The first section of the salutation, every school of southern Chinese Gong fu does, i.e. Hong Jia Quan (Hung Gar), Cailifoquan (Choy Lay Fut), etc..

I mean the part that comes next, where the practitioner puts there hands together in opened hands (high), covered fist (mid) and prayer hands (low). 

This order and style is found only in American Kenpo and Kosho-ryu. Mitose did it long before American was formed. So why is it done in American Kenpo?

Sanxiawuyi

P.S. I, like you, believe there was no kosho-ryu like stated in other post, but I think there is a link to Kusankun (also known as Koshokan and Koshankun). Mitose learned from somewhere!?

The Kenpo Exchange 

:asian:


----------



## vincefuess (Feb 10, 2002)

I agree with you and thank you for your reply.  I was tired when I made that post and wasn't all that clear (though I have a hard time making my points clearly anyway).

Each of the symbolic gestures of the salute have been around since antiquity.  The hand over fist, the triangle, the prayer hands, etc.- but am I wrong in saying that Ed Parker was the first to combine them in that particular sequence?

As it was taught to me, the physical gestures are executed along with the verbage of each gesture:

The warrior (fist presented) and the scholar (fist withdrawn, open palm presented) come together (left palm withdrawn to cover right fist as a right front twist stance is employed) go forth in battle (right fist and left palm presented as you step thru to left front cat stance) back to back united as one (top of hands together then rolled and withdrawn to hips and attention stance) we have no weapons (hands form triangle forward overhead and step to horse stance) and we hide our treasure in the art of kenpo (triangle lowered to look thru- then closed to hand over fist) and beg forgiveness if we are forced to use it (praying hands position) we dispell all evil (hands sweep up and over to sides as we return to attention stance).

Now before the posts start- I have heard many different versions of the exact words used, but the intent is the same- so let's not waste time correcting verbage.

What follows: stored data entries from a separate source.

use chrono::NaiveDate;
use clap::{ArgAction, Subcommand};
use goalhabit_core::screen::{GoalFormScreen, GoalsScreen};
use goalhabit_core::{Goal, GoalCreateRequest, GoalStatus, GoalType, DEFAULT_PRIORITY};

use super::{finish, print_json, repositories, CliResult};

#[derive(Subcommand)]
pub enum GoalsAction {
    /// List goals with progress
    List,
    /// Create a goal
    Create {
        title: String,
        /// quant, steps or habit-as-goal
        #[arg(long = "type", default_value = "quant")]
        goal_type: GoalType,
        /// Target value, required for quant goals
        #[arg(long)]
        target: Option<i32>,
        #[arg(long)]
        unit: Option<String>,
        #[arg(long)]
        description: Option<String>,
        /// Deadline (YYYY-MM-DD)
        #[arg(long)]
        deadline: Option<NaiveDate>,
        /// 1 (lowest) to 5 (highest)
        #[arg(long, default_value_t = DEFAULT_PRIORITY)]
        priority: i32,
        /// Show the goal in your public profile
        #[arg(long)]
        show_in_profile: bool,
    },
    /// Edit a goal
    Edit {
        id: i64,
        #[arg(long)]
        title: Option<String>,
        #[arg(long = "type")]
        goal_type: Option<GoalType>,
        #[arg(long)]
        target: Option<i32>,
        #[arg(long)]
        unit: Option<String>,
        #[arg(long)]
        description: Option<String>,
        #[arg(long)]
        deadline: Option<NaiveDate>,
        #[arg(long)]
        priority: Option<i32>,
    },
    /// Delete a goal
    Delete { id: i64 },
    /// Change the status of a goal
    Status {
        id: i64,
        /// active, paused, done or canceled
        status: GoalStatus,
    },
    /// Add progress to a goal
    Progress {
        id: i64,
        /// Increment; defaults to a step suited to the goal
        #[arg(long)]
        delta: Option<i32>,
    },
    /// Show or hide a goal in your profile
    Visibility {
        id: i64,
        #[arg(action = ArgAction::Set)]
        show: bool,
    },
}

pub async fn run(action: GoalsAction, json: bool) -> CliResult {
    let repos = repositories()?;

    match action {
        GoalsAction::List => {
            let mut screen = GoalsScreen::new(repos.goals);
            let ok = screen.load().await;
            finish(ok, &screen.state)?;
            print_goals(screen.goals(), json)?;
        }
        GoalsAction::Create {
            title,
            goal_type,
            target,
            unit,
            description,
            deadline,
            priority,
            show_in_profile,
        } => {
            let draft = GoalCreateRequest {
                description,
                target_value: target,
                unit,
                deadline,
                priority,
                show_in_profile,
                ..GoalCreateRequest::new(title, goal_type)
            };
            let mut form = GoalFormScreen::with_draft(repos.goals, draft);
            let ok = form.submit().await;
            finish(ok, &form.state)?;
            print_saved(form.state.data.as_ref(), json)?;
        }
        GoalsAction::Edit {
            id,
            title,
            goal_type,
            target,
            unit,
            description,
            deadline,
            priority,
        } => {
            let mut form = GoalFormScreen::edit(repos.goals, id).await;
            if form.state.has_error() {
                return finish(false, &form.state);
            }
            let draft = &mut form.draft;
            if let Some(title) = title {
                draft.title = title;
            }
            if let Some(goal_type) = goal_type {
                draft.goal_type = goal_type;
            }
            if target.is_some() {
                draft.target_value = target;
            }
            if unit.is_some() {
                draft.unit = unit;
            }
            if description.is_some() {
                draft.description = description;
            }
            if deadline.is_some() {
                draft.deadline = deadline;
            }
            if let Some(priority) = priority {
                draft.priority = priority;
            }
            let ok = form.submit().await;
            finish(ok, &form.state)?;
            print_saved(form.state.data.as_ref(), json)?;
        }
        GoalsAction::Delete { id } => {
            let mut screen = GoalsScreen::new(repos.goals);
            let ok = screen.delete(id).await;
            finish(ok, &screen.state)?;
        }
        GoalsAction::Status { id, status } => {
            let mut screen = GoalsScreen::new(repos.goals);
            let ok = screen.set_status(id, status).await;
            finish(ok, &screen.state)?;
        }
        GoalsAction::Progress { id, delta } => {
            let mut screen = GoalsScreen::new(repos.goals);
            let ok = screen.load().await;
            finish(ok, &screen.state)?;
            if let (None, Some(goal), false) = (delta, screen.goal(id), json) {
                eprintln!(
                    "Adding {} ({}; pass --delta to choose)",
                    goal.default_progress_delta(),
                    goal.progress_hint()
                );
            }
            let ok = screen.add_progress(id, delta).await;
            finish(ok, &screen.state)?;
            if let Some(goal) = screen.goal(id) {
                if json {
                    print_json(goal)?;
                } else {
                    println!("{}: {}", goal.title, goal.progress_line());
                }
            }
        }
        GoalsAction::Visibility { id, show } => {
            let mut screen = GoalsScreen::new(repos.goals);
            let ok = screen.set_visibility(id, show).await;
            finish(ok, &screen.state)?;
        }
    }
    Ok(())
}

fn print_goals(goals: &[Goal], json: bool) -> CliResult {
    if json {
        return print_json(goals);
    }
    if goals.is_empty() {
        println!("No goals.");
    }
    for g in goals {
        let percent = g
            .progress_percent()
            .map(|p| format!(" ({p}%)"))
            .unwrap_or_default();
        let shown = if g.show_in_profile { " *" } else { "" };
        println!(
            "{:>4}  [{}] {}{}  {}{}  {}",
            g.id,
            g.status.label(),
            g.title,
            shown,
            g.progress_line(),
            percent,
            g.goal_type.label(),
        );
    }
    Ok(())
}

fn print_saved(goal: Option<&Goal>, json: bool) -> CliResult {
    match goal {
        Some(g) if json => print_json(g),
        Some(g) => {
            println!("Goal saved: {} (id {})", g.title, g.id);
            Ok(())
        }
        None => Ok(()),
    }
}
//! Users, friendship status and friend profiles.

use serde::{Deserialize, Serialize};
use std::fmt;

use super::profile::Achievement;

/// Relationship of a user to the viewer.
#[derive(Debug, Clone, Copy, Default, PartialEq, Eq, Hash, Serialize, Deserialize)]
#[serde(rename_all = "SCREAMING_SNAKE_CASE")]
pub enum FriendStatus {
    #[default]
    None,
    /// Viewer sent a request
    Outgoing,
    /// Viewer received a request
    Incoming,
    Friend,
}

/// What the viewer can do about a user.
#[derive(Debug, Clone, Copy, PartialEq, Eq, Hash)]
pub enum FriendAction {
    Add,
    Accept,
    Decline,
    Cancel,
    Remove,
    OpenProfile,
}

impl FriendStatus {
    /// Actions offered for this status.
    pub fn actions(&self) -> &'static [FriendAction] {
        match self {
            FriendStatus::None => &[FriendAction::Add],
            FriendStatus::Outgoing => &[FriendAction::Cancel],
            FriendStatus::Incoming => &[FriendAction::Accept, FriendAction::Decline],
            FriendStatus::Friend => &[FriendAction::OpenProfile, FriendAction::Remove],
        }
    }

    pub fn allows(&self, action: FriendAction) -> bool {
        self.actions().contains(&action)
    }

    pub fn label(&self) -> &'static str {
        match self {
            FriendStatus::None => "Не в друзьях",
            FriendStatus::Outgoing => "Запрос отправлен",
            FriendStatus::Incoming => "Входящий запрос",
            FriendStatus::Friend => "Друг",
        }
    }
}

impl FriendAction {
    /// Add and accept both create the relationship on the server; the
    /// remaining mutations delete it.
    pub fn is_add(&self) -> bool {
        matches!(self, FriendAction::Add | FriendAction::Accept)
    }

    pub fn is_mutation(&self) -> bool {
        !matches!(self, FriendAction::OpenProfile)
    }
}

impl fmt::Display for FriendAction {
    fn fmt(&self, f: &mut fmt::Formatter<'_>) -> fmt::Result {
        let name = match self {
            FriendAction::Add => "add",
            FriendAction::Accept => "accept",
            FriendAction::Decline => "decline",
            FriendAction::Cancel => "cancel",
            FriendAction::Remove => "remove",
            FriendAction::OpenProfile => "profile",
        };
        f.write_str(name)
    }
}

#[derive(Debug, Clone, PartialEq, Eq, Serialize, Deserialize)]
#[serde(rename_all = "camelCase")]
pub struct PublicUser {
    pub id: i64,
    pub name: String,
    #[serde(default)]
    pub email: Option<String>,
    #[serde(default)]
    pub status: FriendStatus,
    #[serde(default)]
    pub current_habit_streak: Option<i32>,
    #[serde(default)]
    pub achievements_earned: Option<i32>,
}

#[derive(Debug, Clone, PartialEq, Eq, Serialize, Deserialize)]
pub struct FriendUser {
    pub id: i64,
    pub name: String,
}

#[derive(Debug, Clone, PartialEq, Eq, Serialize, Deserialize)]
#[serde(rename_all = "camelCase")]
pub struct FriendProfile {
    pub user: FriendUser,
    #[serde(default)]
    pub current_habit_streak: i32,
    #[serde(default)]
    pub goals_completed: i32,
    #[serde(default)]
    pub achievements: Vec<Achievement>,
}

It has always been my understanding that SGM Parker developed this particular version of the salute.  Again, like all things that relate to martial arts this is likely a topic of debate (gosh what isn't?) and welcome your further points of view on the subject.

Thanks again for the input!


----------



## Sanxiawuyi (Feb 10, 2002)

> _Originally posted by vincefuess _
> *It has always been my understanding that SGM Parker developed this particular version of the salute.  Again, like all things that relate to martial arts this is likely a topic of debate (gosh what isn't?) and welcome your further points of view on the subject. Thanks again for the input! *



Again, I am not speaking about the first section of the salutation, which was developed by the Southern Chinese.

The next section of the American Kenpo salutation, where the practitioner puts their hands together in opened hands (high), covered fist (mid) and prayer hands (low).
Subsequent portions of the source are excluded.